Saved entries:
::::::

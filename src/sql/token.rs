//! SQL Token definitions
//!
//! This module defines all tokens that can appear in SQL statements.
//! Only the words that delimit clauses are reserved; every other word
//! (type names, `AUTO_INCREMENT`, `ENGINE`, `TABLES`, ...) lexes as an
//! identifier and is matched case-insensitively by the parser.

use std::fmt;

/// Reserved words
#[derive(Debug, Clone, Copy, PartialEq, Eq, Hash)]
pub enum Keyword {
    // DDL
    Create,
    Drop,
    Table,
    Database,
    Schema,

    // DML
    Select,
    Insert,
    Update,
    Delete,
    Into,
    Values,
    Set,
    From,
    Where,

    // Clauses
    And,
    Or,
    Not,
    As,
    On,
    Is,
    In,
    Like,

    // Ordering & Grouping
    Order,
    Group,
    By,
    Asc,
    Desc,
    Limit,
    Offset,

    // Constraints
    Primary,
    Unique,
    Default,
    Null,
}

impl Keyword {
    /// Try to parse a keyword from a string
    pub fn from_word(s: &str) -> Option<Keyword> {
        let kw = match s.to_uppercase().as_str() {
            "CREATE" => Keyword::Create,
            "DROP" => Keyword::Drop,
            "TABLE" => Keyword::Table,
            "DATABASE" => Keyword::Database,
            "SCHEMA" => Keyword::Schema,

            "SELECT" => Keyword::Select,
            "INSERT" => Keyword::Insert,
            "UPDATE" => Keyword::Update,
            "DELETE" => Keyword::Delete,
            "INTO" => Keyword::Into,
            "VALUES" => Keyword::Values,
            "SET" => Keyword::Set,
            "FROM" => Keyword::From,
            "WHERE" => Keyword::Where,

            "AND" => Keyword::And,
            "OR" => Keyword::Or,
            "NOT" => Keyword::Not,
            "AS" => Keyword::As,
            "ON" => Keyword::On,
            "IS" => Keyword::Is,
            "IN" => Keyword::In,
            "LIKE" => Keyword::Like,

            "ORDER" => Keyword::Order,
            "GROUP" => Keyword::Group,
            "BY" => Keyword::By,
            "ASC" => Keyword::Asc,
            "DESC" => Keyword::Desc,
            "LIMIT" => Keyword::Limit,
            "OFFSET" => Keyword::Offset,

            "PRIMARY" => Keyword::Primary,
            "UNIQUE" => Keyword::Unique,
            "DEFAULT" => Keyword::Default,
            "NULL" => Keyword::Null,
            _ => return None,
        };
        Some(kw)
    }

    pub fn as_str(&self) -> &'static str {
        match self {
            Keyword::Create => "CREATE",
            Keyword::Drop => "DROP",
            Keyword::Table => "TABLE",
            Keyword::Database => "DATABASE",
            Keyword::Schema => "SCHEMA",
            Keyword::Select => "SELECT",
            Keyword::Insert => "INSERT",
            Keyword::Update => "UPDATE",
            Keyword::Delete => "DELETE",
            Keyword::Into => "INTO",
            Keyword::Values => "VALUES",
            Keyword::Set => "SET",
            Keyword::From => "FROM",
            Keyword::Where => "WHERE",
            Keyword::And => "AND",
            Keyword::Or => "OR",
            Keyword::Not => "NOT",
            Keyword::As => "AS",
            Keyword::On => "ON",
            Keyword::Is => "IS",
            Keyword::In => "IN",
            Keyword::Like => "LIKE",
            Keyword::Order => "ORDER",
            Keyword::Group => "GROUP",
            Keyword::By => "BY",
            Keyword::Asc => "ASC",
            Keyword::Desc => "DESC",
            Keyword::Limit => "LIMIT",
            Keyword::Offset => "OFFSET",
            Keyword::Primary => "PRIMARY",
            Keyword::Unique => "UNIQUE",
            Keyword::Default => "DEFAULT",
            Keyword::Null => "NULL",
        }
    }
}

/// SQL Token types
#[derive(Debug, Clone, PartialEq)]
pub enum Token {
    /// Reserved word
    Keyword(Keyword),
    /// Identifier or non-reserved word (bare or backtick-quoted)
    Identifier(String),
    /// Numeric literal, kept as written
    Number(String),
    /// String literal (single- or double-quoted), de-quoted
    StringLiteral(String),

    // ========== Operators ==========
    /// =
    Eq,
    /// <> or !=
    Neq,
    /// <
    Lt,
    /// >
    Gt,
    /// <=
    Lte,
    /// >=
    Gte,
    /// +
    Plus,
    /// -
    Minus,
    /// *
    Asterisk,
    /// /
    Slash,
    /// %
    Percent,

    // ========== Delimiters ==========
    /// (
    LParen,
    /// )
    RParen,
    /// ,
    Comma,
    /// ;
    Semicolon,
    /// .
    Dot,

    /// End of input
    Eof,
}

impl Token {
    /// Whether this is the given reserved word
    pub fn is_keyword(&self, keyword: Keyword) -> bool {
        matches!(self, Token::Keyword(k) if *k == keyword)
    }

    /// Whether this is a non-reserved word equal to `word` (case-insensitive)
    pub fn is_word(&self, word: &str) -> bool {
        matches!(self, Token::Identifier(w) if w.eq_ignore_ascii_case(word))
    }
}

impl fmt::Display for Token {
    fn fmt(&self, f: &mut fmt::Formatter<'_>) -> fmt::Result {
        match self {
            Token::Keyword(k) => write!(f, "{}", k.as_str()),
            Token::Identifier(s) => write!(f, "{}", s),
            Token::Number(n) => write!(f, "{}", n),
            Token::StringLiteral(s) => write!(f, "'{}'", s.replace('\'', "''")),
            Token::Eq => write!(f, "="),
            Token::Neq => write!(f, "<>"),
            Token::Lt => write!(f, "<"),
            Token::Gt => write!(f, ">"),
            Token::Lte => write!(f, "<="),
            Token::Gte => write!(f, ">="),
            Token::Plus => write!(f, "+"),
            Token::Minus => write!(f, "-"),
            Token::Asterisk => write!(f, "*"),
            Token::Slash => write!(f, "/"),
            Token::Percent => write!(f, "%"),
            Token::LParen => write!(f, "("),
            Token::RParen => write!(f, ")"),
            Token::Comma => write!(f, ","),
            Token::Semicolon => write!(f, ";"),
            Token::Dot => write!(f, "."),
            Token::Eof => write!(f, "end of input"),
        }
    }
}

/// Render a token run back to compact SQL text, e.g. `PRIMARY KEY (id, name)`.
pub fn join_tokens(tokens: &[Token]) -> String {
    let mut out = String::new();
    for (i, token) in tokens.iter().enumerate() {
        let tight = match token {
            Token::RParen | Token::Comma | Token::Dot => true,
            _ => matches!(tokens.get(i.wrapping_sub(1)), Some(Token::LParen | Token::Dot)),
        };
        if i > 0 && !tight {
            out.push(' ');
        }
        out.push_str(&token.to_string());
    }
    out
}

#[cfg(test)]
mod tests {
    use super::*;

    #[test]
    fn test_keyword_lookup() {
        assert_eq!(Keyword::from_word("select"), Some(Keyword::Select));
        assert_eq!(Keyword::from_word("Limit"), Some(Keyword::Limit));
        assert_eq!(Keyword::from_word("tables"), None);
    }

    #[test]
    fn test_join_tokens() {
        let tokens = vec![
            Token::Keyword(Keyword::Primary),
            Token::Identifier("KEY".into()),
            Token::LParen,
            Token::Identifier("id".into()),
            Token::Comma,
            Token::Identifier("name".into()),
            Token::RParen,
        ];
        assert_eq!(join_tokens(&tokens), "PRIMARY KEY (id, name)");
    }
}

::::::

Assigned task:
Only an exact transcription of all the records above counts as an answer.

Response:
filename src/sql/token.rs
//! SQL Token definitions
//!
//! This module defines all tokens that can appear in SQL statements.
//! Only the words that delimit clauses are reserved; every other word
//! (type names, `AUTO_INCREMENT`, `ENGINE`, `TABLES`, ...) lexes as an
//! identifier and is matched case-insensitively by the parser.

use std::fmt;

/// Reserved words
#[derive(Debug, Clone, Copy, PartialEq, Eq, Hash)]
pub enum Keyword {
    // DDL
    Create,
    Drop,
    Table,
    Database,
    Schema,

    // DML
    Select,
    Insert,
    Update,
    Delete,
    Into,
    Values,
    Set,
    From,
    Where,

    // Clauses
    And,
    Or,
    Not,
    As,
    On,
    Is,
    In,
    Like,

    // Ordering & Grouping
    Order,
    Group,
    By,
    Asc,
    Desc,
    Limit,
    Offset,

    // Constraints
    Primary,
    Unique,
    Default,
    Null,
}

impl Keyword {
    /// Try to parse a keyword from a string
    pub fn from_word(s: &str) -> Option<Keyword> {
        let kw = match s.to_uppercase().as_str() {
            "CREATE" => Keyword::Create,
            "DROP" => Keyword::Drop,
            "TABLE" => Keyword::Table,
            "DATABASE" => Keyword::Database,
            "SCHEMA" => Keyword::Schema,

            "SELECT" => Keyword::Select,
            "INSERT" => Keyword::Insert,
            "UPDATE" => Keyword::Update,
            "DELETE" => Keyword::Delete,
            "INTO" => Keyword::Into,
            "VALUES" => Keyword::Values,
            "SET" => Keyword::Set,
            "FROM" => Keyword::From,
            "WHERE" => Keyword::Where,

            "AND" => Keyword::And,
            "OR" => Keyword::Or,
            "NOT" => Keyword::Not,
            "AS" => Keyword::As,
            "ON" => Keyword::On,
            "IS" => Keyword::Is,
            "IN" => Keyword::In,
            "LIKE" => Keyword::Like,

            "ORDER" => Keyword::Order,
            "GROUP" => Keyword::Group,
            "BY" => Keyword::By,
            "ASC" => Keyword::Asc,
            "DESC" => Keyword::Desc,
            "LIMIT" => Keyword::Limit,
            "OFFSET" => Keyword::Offset,

            "PRIMARY" => Keyword::Primary,
            "UNIQUE" => Keyword::Unique,
            "DEFAULT" => Keyword::Default,
            "NULL" => Keyword::Null,
            _ => return None,
        };
        Some(kw)
    }

    pub fn as_str(&self) -> &'static str {
        match self {
            Keyword::Create => "CREATE",
            Keyword::Drop => "DROP",
            Keyword::Table => "TABLE",
            Keyword::Database => "DATABASE",
            Keyword::Schema => "SCHEMA",
            Keyword::Select => "SELECT",
            Keyword::Insert => "INSERT",
            Keyword::Update => "UPDATE",
            Keyword::Delete => "DELETE",
            Keyword::Into => "INTO",
            Keyword::Values => "VALUES",
            Keyword::Set => "SET",
            Keyword::From => "FROM",
            Keyword::Where => "WHERE",
            Keyword::And => "AND",
            Keyword::Or => "OR",
            Keyword::Not => "NOT",
            Keyword::As => "AS",
            Keyword::On => "ON",
            Keyword::Is => "IS",
            Keyword::In => "IN",
            Keyword::Like => "LIKE",
            Keyword::Order => "ORDER",
            Keyword::Group => "GROUP",
            Keyword::By => "BY",
            Keyword::Asc => "ASC",
            Keyword::Desc => "DESC",
            Keyword::Limit => "LIMIT",
            Keyword::Offset => "OFFSET",
            Keyword::Primary => "PRIMARY",
            Keyword::Unique => "UNIQUE",
            Keyword::Default => "DEFAULT",
            Keyword::Null => "NULL",
        }
    }
}

/// SQL Token types
#[derive(Debug, Clone, PartialEq)]
pub enum Token {
    /// Reserved word
    Keyword(Keyword),
    /// Identifier or non-reserved word (bare or backtick-quoted)
    Identifier(String),
    /// Numeric literal, kept as written
    Number(String),
    /// String literal (single- or double-quoted), de-quoted
    StringLiteral(String),

    // ========== Operators ==========
    /// =
    Eq,
    /// <> or !=
    Neq,
    /// <
    Lt,
    /// >
    Gt,
    /// <=
    Lte,
    /// >=
    Gte,
    /// +
    Plus,
    /// -
    Minus,
    /// *
    Asterisk,
    /// /
    Slash,
    /// %
    Percent,

    // ========== Delimiters ==========
    /// (
    LParen,
    /// )
    RParen,
    /// ,
    Comma,
    /// ;
    Semicolon,
    /// .
    Dot,

    /// End of input
    Eof,
}

impl Token {
    /// Whether this is the given reserved word
    pub fn is_keyword(&self, keyword: Keyword) -> bool {
        matches!(self, Token::Keyword(k) if *k == keyword)
    }

    /// Whether this is a non-reserved word equal to `word` (case-insensitive)
    pub fn is_word(&self, word: &str) -> bool {
        matches!(self, Token::Identifier(w) if w.eq_ignore_ascii_case(word))
    }
}

impl fmt::Display for Token {
    fn fmt(&self, f: &mut fmt::Formatter<'_>) -> fmt::Result {
        match self {
            Token::Keyword(k) => write!(f, "{}", k.as_str()),
            Token::Identifier(s) => write!(f, "{}", s),
            Token::Number(n) => write!(f, "{}", n),
            Token::StringLiteral(s) => write!(f, "'{}'", s.replace('\'', "''")),
            Token::Eq => write!(f, "="),
            Token::Neq => write!(f, "<>"),
            Token::Lt => write!(f, "<"),
            Token::Gt => write!(f, ">"),
            Token::Lte => write!(f, "<="),
            Token::Gte => write!(f, ">="),
            Token::Plus => write!(f, "+"),
            Token::Minus => write!(f, "-"),
            Token::Asterisk => write!(f, "*"),
            Token::Slash => write!(f, "/"),
            Token::Percent => write!(f, "%"),
            Token::LParen => write!(f, "("),
            Token::RParen => write!(f, ")"),
            Token::Comma => write!(f, ","),
            Token::Semicolon => write!(f, ";"),
            Token::Dot => write!(f, "."),
            Token::Eof => write!(f, "end of input"),
        }
    }
}

/// Render a token run back to compact SQL text, e.g. `PRIMARY KEY (id, name)`.
pub fn join_tokens(tokens: &[Token]) -> String {
    let mut out = String::new();
    for (i, token) in tokens.iter().enumerate() {
        let tight = match token {
            Token::RParen | Token::Comma | Token::Dot => true,
            _ => matches!(tokens.get(i.wrapping_sub(1)), Some(Token::LParen | Token::Dot)),
        };
        if i > 0 && !tight {
            out.push(' ');
        }
        out.push_str(&token.to_string());
    }
    out
}

#[cfg(test)]
mod tests {
    use super::*;

    #[test]
    fn test_keyword_lookup() {
        assert_eq!(Keyword::from_word("select"), Some(Keyword::Select));
        assert_eq!(Keyword::from_word("Limit"), Some(Keyword::Limit));
        assert_eq!(Keyword::from_word("tables"), None);
    }

    #[test]
    fn test_join_tokens() {
        let tokens = vec![
            Token::Keyword(Keyword::Primary),
            Token::Identifier("KEY".into()),
            Token::LParen,
            Token::Identifier("id".into()),
            Token::Comma,
            Token::Identifier("name".into()),
            Token::RParen,
        ];
        assert_eq!(join_tokens(&tokens), "PRIMARY KEY (id, name)");
    }
}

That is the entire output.